[Stored data]
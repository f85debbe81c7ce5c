//! Declarative network descriptions.
//!
//! A [`Topology`] is the compiler's input: an ordered set of [`Primitive`] descriptors and
//! the identifiers of the primitives whose results the caller wants to read. Declaration
//! order matters, it breaks ties when the compiler computes a processing order.
//!
//! # Examples
//!
//! ```rust
//! use nngraph::topology::{ActivationFunction, DataType, Format, Layout, Primitive, Tensor, Topology};
//!
//! let layout = Layout::new(DataType::F32, Format::Bfyx, Tensor::new(1, 3, 8, 8));
//! let mut topology = Topology::new();
//! topology.add(Primitive::input("input", layout))?;
//! topology.add(Primitive::activation("relu", "input", ActivationFunction::Relu))?;
//! topology.add_output("relu");
//!
//! assert_eq!(topology.len(), 2);
//! assert!(topology.get("relu").is_some());
//! # Ok::<(), nngraph::Error>(())
//! ```

mod layout;
mod primitive;

pub use layout::{DataType, Format, Layout, Padding, Tensor};
pub use primitive::{
    ActivationFunction, ConcatAxis, ConvolutionParams, EltwiseMode, Operation, PoolingMode,
    PoolingParams, Primitive, PrimitiveKind, SplitOutput,
};

use std::{collections::HashMap, sync::Arc};

use crate::{Error, Result};

/// An ordered collection of primitives plus the requested outputs.
#[derive(Debug, Clone, Default)]
pub struct Topology {
    primitives: Vec<Arc<Primitive>>,
    index: HashMap<String, usize>,
    outputs: Vec<String>,
}

impl Topology {
    /// Creates an empty topology.
    #[must_use]
    pub fn new() -> Self {
        Self::default()
    }

    /// Appends a primitive.
    ///
    /// # Errors
    ///
    /// Returns [`Error::DuplicatePrimitive`] if a primitive with the same identifier exists.
    pub fn add(&mut self, primitive: Primitive) -> Result<&mut Self> {
        if self.index.contains_key(&primitive.id) {
            return Err(Error::DuplicatePrimitive(primitive.id));
        }
        self.index
            .insert(primitive.id.clone(), self.primitives.len());
        self.primitives.push(Arc::new(primitive));
        Ok(self)
    }

    /// Declares `id` as an output. Declaring the same output twice has no effect.
    pub fn add_output(&mut self, id: impl Into<String>) -> &mut Self {
        let id = id.into();
        if !self.outputs.contains(&id) {
            self.outputs.push(id);
        }
        self
    }

    /// Returns the primitive with identifier `id`.
    #[must_use]
    pub fn get(&self, id: &str) -> Option<&Arc<Primitive>> {
        self.index.get(id).map(|&i| &self.primitives[i])
    }

    /// All primitives in declaration order.
    pub fn primitives(&self) -> impl Iterator<Item = &Arc<Primitive>> {
        self.primitives.iter()
    }

    /// Declared outputs. Empty means every primitive without consumers is an output.
    #[must_use]
    pub fn outputs(&self) -> &[String] {
        &self.outputs
    }

    /// Number of primitives.
    #[must_use]
    pub fn len(&self) -> usize {
        self.primitives.len()
    }

    /// Returns `true` if the topology has no primitives.
    #[must_use]
    pub fn is_empty(&self) -> bool {
        self.primitives.is_empty()
    }
}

» **Problem to work on**:
Copy from the line with "self.primitives.push(Arc::new(primitive));" to the final line of the records, inclusive, and add nothing else.

» **Solved exercise**:
        self.primitives.push(Arc::new(primitive));
        Ok(self)
    }

    /// Declares `id` as an output. Declaring the same output twice has no effect.
    pub fn add_output(&mut self, id: impl Into<String>) -> &mut Self {
        let id = id.into();
        if !self.outputs.contains(&id) {
            self.outputs.push(id);
        }
        self
    }

    /// Returns the primitive with identifier `id`.
    #[must_use]
    pub fn get(&self, id: &str) -> Option<&Arc<Primitive>> {
        self.index.get(id).map(|&i| &self.primitives[i])
    }

    /// All primitives in declaration order.
    pub fn primitives(&self) -> impl Iterator<Item = &Arc<Primitive>> {
        self.primitives.iter()
    }

    /// Declared outputs. Empty means every primitive without consumers is an output.
    #[must_use]
    pub fn outputs(&self) -> &[String] {
        &self.outputs
    }

    /// Number of primitives.
    #[must_use]
    pub fn len(&self) -> usize {
        self.primitives.len()
    }

    /// Returns `true` if the topology has no primitives.
    #[must_use]
    pub fn is_empty(&self) -> bool {
        self.primitives.is_empty()
    }
}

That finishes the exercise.